Sienna Miller says The Sun used ‘blatantly unlawful means’ to find out about pregnancy

Actor claims that her medical records were obtained by a ‘blagger’ journalist at the newspaper

Annabel Nugent
Thursday 09 December 2021 08:52

Sienna Miller has said she believes that details of her pregnancy were obtained by the then editor of The Sun, Rebekah Brooks, using “blatantly unlawful means”.

As reported by The Guardian, Miller told a court that Brooks knew about her 2005 pregnancy at a very early stage.

“I was told at the end of July 2005, by my friend and publicist, that Rebekah Brooks had found out that I was pregnant,” said Miller, in an excerpt from a draft statement read out by her lawyer at the high court.

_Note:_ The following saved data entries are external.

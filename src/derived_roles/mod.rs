//! Derived roles: relationship-based roles computed at evaluation time
//!
//! A derived role activates for a principal/resource pair when at least one
//! of its parent-role patterns matches a role the principal currently holds
//! and its condition (if any) evaluates true. Definitions may depend on each
//! other; the dependency graph is validated for cycles once at load time and
//! evaluation follows the stored topological order, so chained derivation
//! needs no recursion and no request-time re-validation.

mod graph;
mod resolver;
mod types;

pub use graph::RoleGraph;
pub use resolver::{DerivedRolesResolver, ResolvedRoles, RoleCacheStats};
pub(crate) use resolver::DefinitionSet;
pub use types::{DerivedRoleDef, RoleOutcome, RoleTrace};
//! Core request types: principals, resources, check requests

use serde::{Deserialize, Serialize};
use serde_json::Value;
use std::collections::HashMap;

/// Principal requesting access (user, service account, agent).
///
/// Immutable for the duration of a check.
#[derive(Debug, Clone, PartialEq, Serialize, Deserialize)]
pub struct Principal {
    /// Principal identifier (e.g. "user:alice", "svc:billing")
    pub id: String,

    /// Directly assigned roles
    #[serde(default)]
    pub roles: Vec<String>,

    /// Additional attributes available to conditions
    #[serde(default)]
    pub attributes: HashMap<String, Value>,

    /// Dotted hierarchical scope; empty means global
    #[serde(default)]
    pub scope: String,
}

impl Principal {
    /// Creates a principal with no roles, attributes or scope.
    pub fn new(id: impl Into<String>) -> Self {
        Self {
            id: id.into(),
            roles: Vec::new(),
            attributes: HashMap::new(),
            scope: String::new(),
        }
    }

    /// Adds a single role.
    pub fn with_role(mut self, role: impl Into<String>) -> Self {
        self.roles.push(role.into());
        self
    }

    /// Adds several roles at once.
    pub fn with_roles<I, S>(mut self, roles: I) -> Self
    where
        I: IntoIterator<Item = S>,
        S: Into<String>,
    {
        self.roles.extend(roles.into_iter().map(Into::into));
        self
    }

    /// Adds an attribute.
    pub fn with_attribute(mut self, key: impl Into<String>, value: impl Into<Value>) -> Self {
        self.attributes.insert(key.into(), value.into());
        self
    }

    /// Sets the principal's scope.
    pub fn with_scope(mut self, scope: impl Into<String>) -> Self {
        self.scope = scope.into();
        self
    }
}

/// Resource being accessed.
#[derive(Debug, Clone, PartialEq, Serialize, Deserialize)]
pub struct Resource {
    /// Resource kind (e.g. "document", "payment")
    pub kind: String,

    /// Resource identifier
    pub id: String,

    /// Additional attributes available to conditions
    #[serde(default)]
    pub attributes: HashMap<String, Value>,

    /// Dotted hierarchical scope; empty means global
    #[serde(default)]
    pub scope: String,
}

impl Resource {
    /// Creates a resource with no attributes or scope.
    pub fn new(kind: impl Into<String>, id: impl Into<String>) -> Self {
        Self {
            kind: kind.into(),
            id: id.into(),
            attributes: HashMap::new(),
            scope: String::new(),
        }
    }

    /// Adds an attribute.
    pub fn with_attribute(mut self, key: impl Into<String>, value: impl Into<Value>) -> Self {
        self.attributes.insert(key.into(), value.into());
        self
    }

    /// Sets the resource's scope.
    pub fn with_scope(mut self, scope: impl Into<String>) -> Self {
        self.scope = scope.into();
        self
    }
}

/// A batch authorization request: one principal, one resource, many actions.
#[derive(Debug, Clone, PartialEq, Serialize, Deserialize)]
pub struct CheckRequest {
    /// Who is making the request
    pub principal: Principal,

    /// What is being accessed
    pub resource: Resource,

    /// Requested actions, each decided independently
    pub actions: Vec<String>,

    /// Auxiliary request data exposed to conditions as `auxData`
    #[serde(default)]
    pub aux_data: HashMap<String, Value>,
}

impl CheckRequest {
    /// Creates a check request for the given actions.
    pub fn new<I, S>(principal: Principal, resource: Resource, actions: I) -> Self
    where
        I: IntoIterator<Item = S>,
        S: Into<String>,
    {
        Self {
            principal,
            resource,
            actions: actions.into_iter().map(Into::into).collect(),
            aux_data: HashMap::new(),
        }
    }

    /// Attaches an auxiliary data entry.
    pub fn with_aux(mut self, key: impl Into<String>, value: impl Into<Value>) -> Self {
        self.aux_data.insert(key.into(), value.into());
        self
    }
}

Miller believes Brooks acquired her medical records through a “blagger” journalist at The Sun, Nick Parker.

She also added that she thinks her voicemails were hacked “by journalists from The Sun” who were operating with the knowledge of “the editor and senior executives” at the outlet.

Miller’s lawyer David Sherborne said that “Miss Brooks is named repeatedly [in a public statement] as being heavily involved in these activities, as well as in the concealment of incriminating evidence”.

Brooks – who currently oversees all of Richard Murdoch’s British businesses as the chief executive of News UK – has previously been cleared of phone-hacking charges in a criminal trial.

The actor continued to say that she felt “The Sun took away her choice” in how to approach the pregnancy after the story became public.

Sienna Miller is asking a High Court judge to rule in her favour over the wording of her statement after settling a phone hacking damages claim (PA)

The Guardian reports that there has been “no admission or finding of any wrongdoing on behalf of The Sun or any of those named”.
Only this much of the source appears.